(How to complete this task)
Look through the data below for the string "numbers", and copy every line where it turns up.

(Material provided)
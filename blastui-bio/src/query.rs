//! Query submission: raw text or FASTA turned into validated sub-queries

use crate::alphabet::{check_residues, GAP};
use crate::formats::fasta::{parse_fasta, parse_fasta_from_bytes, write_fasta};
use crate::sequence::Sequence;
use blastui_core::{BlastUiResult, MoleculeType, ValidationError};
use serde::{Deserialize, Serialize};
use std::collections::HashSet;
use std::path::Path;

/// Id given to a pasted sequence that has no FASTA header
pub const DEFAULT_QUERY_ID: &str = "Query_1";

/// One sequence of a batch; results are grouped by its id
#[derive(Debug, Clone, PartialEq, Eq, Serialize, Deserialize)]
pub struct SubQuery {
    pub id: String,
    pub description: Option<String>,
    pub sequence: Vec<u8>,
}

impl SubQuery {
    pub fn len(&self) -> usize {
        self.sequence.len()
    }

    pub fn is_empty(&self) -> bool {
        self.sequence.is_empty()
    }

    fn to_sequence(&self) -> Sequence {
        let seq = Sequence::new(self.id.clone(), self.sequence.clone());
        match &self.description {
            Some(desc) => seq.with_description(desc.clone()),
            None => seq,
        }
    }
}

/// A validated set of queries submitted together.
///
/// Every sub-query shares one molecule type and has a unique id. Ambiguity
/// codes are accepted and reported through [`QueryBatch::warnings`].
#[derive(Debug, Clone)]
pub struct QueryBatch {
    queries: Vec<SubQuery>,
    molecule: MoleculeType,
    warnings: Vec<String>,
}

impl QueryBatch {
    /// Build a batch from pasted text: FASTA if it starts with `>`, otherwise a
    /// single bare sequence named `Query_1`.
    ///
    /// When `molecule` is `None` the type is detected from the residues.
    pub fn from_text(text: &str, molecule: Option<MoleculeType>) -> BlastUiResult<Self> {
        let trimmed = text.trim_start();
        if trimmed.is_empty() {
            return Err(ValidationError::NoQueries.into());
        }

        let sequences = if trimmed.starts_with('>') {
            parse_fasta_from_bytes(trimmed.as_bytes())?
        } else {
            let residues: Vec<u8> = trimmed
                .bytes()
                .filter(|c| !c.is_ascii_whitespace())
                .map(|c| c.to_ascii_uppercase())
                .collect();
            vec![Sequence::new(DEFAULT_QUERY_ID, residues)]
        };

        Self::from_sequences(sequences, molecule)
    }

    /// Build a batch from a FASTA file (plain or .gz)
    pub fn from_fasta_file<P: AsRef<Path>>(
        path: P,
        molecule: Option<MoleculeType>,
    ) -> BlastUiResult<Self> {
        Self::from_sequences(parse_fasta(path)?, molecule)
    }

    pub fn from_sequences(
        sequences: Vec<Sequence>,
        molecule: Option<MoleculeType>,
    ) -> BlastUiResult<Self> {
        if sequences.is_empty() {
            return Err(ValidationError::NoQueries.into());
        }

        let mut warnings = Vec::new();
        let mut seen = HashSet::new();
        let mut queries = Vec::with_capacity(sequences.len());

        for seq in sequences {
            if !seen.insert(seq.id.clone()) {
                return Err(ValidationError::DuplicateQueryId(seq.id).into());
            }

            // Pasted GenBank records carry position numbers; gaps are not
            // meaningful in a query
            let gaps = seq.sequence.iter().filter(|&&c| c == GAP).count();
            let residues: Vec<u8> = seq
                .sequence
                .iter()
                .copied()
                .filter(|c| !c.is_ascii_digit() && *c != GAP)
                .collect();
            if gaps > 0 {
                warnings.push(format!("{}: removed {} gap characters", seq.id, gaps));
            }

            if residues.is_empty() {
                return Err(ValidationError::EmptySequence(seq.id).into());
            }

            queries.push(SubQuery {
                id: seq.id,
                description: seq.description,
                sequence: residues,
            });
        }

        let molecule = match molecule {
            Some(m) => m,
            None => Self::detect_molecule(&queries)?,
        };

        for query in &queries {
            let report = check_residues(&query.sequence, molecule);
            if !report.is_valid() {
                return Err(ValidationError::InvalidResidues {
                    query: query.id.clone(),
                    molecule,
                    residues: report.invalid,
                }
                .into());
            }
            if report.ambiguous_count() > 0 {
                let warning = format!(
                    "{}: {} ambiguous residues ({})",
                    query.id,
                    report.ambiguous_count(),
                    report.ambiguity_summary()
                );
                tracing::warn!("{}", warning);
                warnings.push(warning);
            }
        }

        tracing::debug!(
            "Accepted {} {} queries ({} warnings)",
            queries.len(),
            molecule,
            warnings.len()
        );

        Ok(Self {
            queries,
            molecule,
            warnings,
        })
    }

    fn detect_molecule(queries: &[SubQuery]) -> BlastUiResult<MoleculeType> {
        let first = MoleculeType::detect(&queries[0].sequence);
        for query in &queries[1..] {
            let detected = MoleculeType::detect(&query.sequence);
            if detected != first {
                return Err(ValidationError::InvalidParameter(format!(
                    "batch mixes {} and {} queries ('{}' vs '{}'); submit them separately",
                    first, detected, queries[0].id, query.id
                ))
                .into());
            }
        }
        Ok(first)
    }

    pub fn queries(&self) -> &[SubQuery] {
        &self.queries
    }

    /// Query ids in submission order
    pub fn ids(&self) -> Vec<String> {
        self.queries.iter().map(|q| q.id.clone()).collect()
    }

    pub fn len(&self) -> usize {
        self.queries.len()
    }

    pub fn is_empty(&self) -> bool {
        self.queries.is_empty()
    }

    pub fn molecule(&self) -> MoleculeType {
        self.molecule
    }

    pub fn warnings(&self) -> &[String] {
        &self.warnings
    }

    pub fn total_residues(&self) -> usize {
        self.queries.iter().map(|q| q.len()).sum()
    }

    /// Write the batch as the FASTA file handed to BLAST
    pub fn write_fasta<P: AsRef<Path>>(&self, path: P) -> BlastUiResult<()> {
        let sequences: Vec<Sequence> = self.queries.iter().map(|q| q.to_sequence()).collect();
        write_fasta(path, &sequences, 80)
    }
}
==
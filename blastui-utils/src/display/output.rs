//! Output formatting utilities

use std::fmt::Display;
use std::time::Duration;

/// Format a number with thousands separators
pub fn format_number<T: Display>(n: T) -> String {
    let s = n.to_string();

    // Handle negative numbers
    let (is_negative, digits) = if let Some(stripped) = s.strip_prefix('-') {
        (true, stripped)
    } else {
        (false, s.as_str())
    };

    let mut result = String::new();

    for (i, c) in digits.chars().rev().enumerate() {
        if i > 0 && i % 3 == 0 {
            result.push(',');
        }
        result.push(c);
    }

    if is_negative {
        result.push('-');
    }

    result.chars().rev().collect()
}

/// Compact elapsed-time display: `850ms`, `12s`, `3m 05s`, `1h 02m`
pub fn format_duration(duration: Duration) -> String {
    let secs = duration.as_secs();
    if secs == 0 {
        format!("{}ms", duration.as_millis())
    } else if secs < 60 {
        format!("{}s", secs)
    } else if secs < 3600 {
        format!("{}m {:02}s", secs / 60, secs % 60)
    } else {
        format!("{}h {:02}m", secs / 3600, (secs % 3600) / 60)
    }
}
--
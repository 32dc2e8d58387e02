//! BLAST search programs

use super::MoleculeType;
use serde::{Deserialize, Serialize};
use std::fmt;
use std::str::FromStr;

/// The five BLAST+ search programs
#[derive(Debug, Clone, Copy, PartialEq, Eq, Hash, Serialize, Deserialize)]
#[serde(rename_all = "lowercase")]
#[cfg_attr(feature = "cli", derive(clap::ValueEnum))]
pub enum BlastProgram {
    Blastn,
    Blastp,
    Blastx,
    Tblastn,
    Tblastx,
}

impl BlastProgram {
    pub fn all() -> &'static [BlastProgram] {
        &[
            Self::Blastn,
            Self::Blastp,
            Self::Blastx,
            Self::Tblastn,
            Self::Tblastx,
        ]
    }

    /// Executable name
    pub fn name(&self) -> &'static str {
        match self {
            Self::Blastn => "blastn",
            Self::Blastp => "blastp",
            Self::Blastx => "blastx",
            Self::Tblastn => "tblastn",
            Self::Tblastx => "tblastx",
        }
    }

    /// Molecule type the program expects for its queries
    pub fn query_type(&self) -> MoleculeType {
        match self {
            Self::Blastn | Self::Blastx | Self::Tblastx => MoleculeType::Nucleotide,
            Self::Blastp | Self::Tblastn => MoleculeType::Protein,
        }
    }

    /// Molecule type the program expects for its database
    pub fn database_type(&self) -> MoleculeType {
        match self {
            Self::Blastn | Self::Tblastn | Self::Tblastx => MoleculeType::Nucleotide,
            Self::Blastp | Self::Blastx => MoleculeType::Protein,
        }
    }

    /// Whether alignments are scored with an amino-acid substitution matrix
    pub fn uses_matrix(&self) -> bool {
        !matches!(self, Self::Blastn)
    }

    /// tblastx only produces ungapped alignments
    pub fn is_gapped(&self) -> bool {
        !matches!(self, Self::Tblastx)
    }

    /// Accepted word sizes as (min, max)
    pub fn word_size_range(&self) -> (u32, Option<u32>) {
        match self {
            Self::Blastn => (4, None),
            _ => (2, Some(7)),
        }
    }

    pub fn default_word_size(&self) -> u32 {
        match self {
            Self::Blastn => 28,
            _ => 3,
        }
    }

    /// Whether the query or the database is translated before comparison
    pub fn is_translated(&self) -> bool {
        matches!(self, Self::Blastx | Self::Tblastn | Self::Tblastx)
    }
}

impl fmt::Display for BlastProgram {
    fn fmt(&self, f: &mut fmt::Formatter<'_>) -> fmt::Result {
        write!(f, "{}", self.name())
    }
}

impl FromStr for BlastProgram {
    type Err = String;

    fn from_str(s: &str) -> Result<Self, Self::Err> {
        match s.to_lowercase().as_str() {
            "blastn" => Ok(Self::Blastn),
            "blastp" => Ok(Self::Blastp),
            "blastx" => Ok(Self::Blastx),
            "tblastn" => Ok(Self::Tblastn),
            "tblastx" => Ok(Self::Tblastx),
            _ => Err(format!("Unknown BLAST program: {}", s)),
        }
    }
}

(Answer)
            // Pasted GenBank records carry position numbers; gaps are not
    // Handle negative numbers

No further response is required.